--- Work instruction ---
What is needed is an exact retyping of the records below, from the first line through the line that contains "use crate::state::form::FormState;".

--- Available records ---
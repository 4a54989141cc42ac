//! Signup page: full registration form against `/api/signup`.

#[cfg(test)]
#[path = "signup_test.rs"]
mod signup_test;

use leptos::prelude::*;
#[cfg(feature = "hydrate")]
use leptos_router::NavigateOptions;
use leptos_router::components::A;
use leptos_router::hooks::use_navigate;

use crate::components::form_field::{FormField, SubmitError};
use crate::config::ClientConfig;
use crate::net::api::{ApiError, RequestScope};
use crate::net::types::{Registration, SignupReply};
use crate::routes::Route;
use crate::state::form::FormState;
use crate::validation::signup::SignupField;

pub const SIGNUP_FAILED: &str = "Signup failed";

/// Fold a finished signup request into the form.
///
/// Only a 201 moves on to the login screen; signing up never creates a
/// session.
pub fn apply_signup_result(form: &mut FormState<Registration>, result: Result<SignupReply, ApiError>) -> Option<Route> {
    match result {
        Ok(reply) if reply.created() => {
            form.succeed();
            Some(Route::Login)
        }
        Ok(reply) => {
            log::debug!("signup returned {} instead of 201", reply.status);
            form.complete();
            None
        }
        Err(err) => {
            log::info!("signup failed: {err}");
            form.fail(err.user_message(SIGNUP_FAILED));
            None
        }
    }
}

#[must_use]
pub fn submit_label(busy: bool) -> &'static str {
    if busy { "Creating Account..." } else { "Create Account" }
}

#[component]
pub fn SignupPage() -> impl IntoView {
    let form = RwSignal::new(FormState::<Registration>::default());
    let config = use_context::<ClientConfig>().unwrap_or_default();
    let navigate = use_navigate();
    let scope = RequestScope::new();
    on_cleanup({
        let scope = scope.clone();
        move || scope.cancel()
    });

    let on_submit = move |ev: leptos::ev::SubmitEvent| {
        ev.prevent_default();
        let Some(registration) = form.try_update(FormState::begin_submit).flatten() else {
            return;
        };

        #[cfg(feature = "hydrate")]
        {
            let config = config.clone();
            let scope = scope.clone();
            let navigate = navigate.clone();
            leptos::task::spawn_local(async move {
                let result = crate::net::api::signup(&config, &scope, &registration).await;
                if matches!(result, Err(ApiError::Cancelled)) {
                    return;
                }
                let next = form.try_update(|state| apply_signup_result(state, result)).flatten();
                if let Some(route) = next {
                    navigate(route.path(), NavigateOptions::default());
                }
            });
        }

        #[cfg(not(feature = "hydrate"))]
        {
            let _ = (registration, &config, &scope, &navigate);
        }
    };

    let busy = move || form.with(FormState::is_busy);

    view! {
        <div class="auth-page">
            <div class="auth-card">
                <h2 class="auth-title">"Sign Up"</h2>
                <form novalidate=true on:submit=on_submit>
                    <FormField form=form field=SignupField::FullName label="Full Name"/>
                    <FormField form=form field=SignupField::Email label="Email" input_type="email"/>
                    <FormField
                        form=form
                        field=SignupField::DateOfBirth
                        label="Date of Birth (MM/DD/YY)"
                        placeholder="MM/DD/YY"
                    />
                    <FormField
                        form=form
                        field=SignupField::PhoneNumber
                        label="Phone Number (with country code)"
                        placeholder="+1 1234567890"
                    />
                    <FormField form=form field=SignupField::Password label="Password" input_type="password"/>
                    <FormField
                        form=form
                        field=SignupField::ConfirmPassword
                        label="Confirm Password"
                        input_type="password"
                    />
                    <SubmitError form=form/>
                    <button type="submit" class="btn btn-primary btn-lg w-100" disabled=busy>
                        {move || submit_label(busy())}
                    </button>
                </form>
                <p class="auth-switch">
                    "Already have an account? "
                    <A href=Route::Login.path()>"Login"</A>
                </p>
            </div>
        </div>
    }
}
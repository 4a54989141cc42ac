//! Client route table.

#[cfg(test)]
#[path = "routes_test.rs"]
mod routes_test;

/// The three client-side screens.
#[derive(Clone, Copy, Debug, PartialEq, Eq, Hash)]
pub enum Route {
    Home,
    Login,
    Signup,
}

impl Route {
    pub const ALL: [Self; 3] = [Self::Home, Self::Login, Self::Signup];

    #[must_use]
    pub fn path(self) -> &'static str {
        match self {
            Self::Home => "/",
            Self::Login => "/login",
            Self::Signup => "/signup",
        }
    }

    /// Path segment used when declaring the route with `leptos_router`.
    #[must_use]
    pub fn segment(self) -> &'static str {
        self.path().trim_start_matches('/')
    }

    /// Match a location pathname. One trailing slash is tolerated; anything
    /// else unknown is `None`.
    #[must_use]
    pub fn from_path(path: &str) -> Option<Self> {
        let path = match path.strip_suffix('/') {
            Some(trimmed) if !trimmed.is_empty() => trimmed,
            _ => path,
        };
        Self::ALL.into_iter().find(|route| route.path() == path)
    }
}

--- Task answer ---
repository 4a54989141cc42ac
//! Signup page: full registration form against `/api/signup`.

#[cfg(test)]
#[path = "signup_test.rs"]
mod signup_test;

use leptos::prelude::*;
#[cfg(feature = "hydrate")]
use leptos_router::NavigateOptions;
use leptos_router::components::A;
use leptos_router::hooks::use_navigate;

use crate::components::form_field::{FormField, SubmitError};
use crate::config::ClientConfig;
use crate::net::api::{ApiError, RequestScope};
use crate::net::types::{Registration, SignupReply};
use crate::routes::Route;
use crate::state::form::FormState;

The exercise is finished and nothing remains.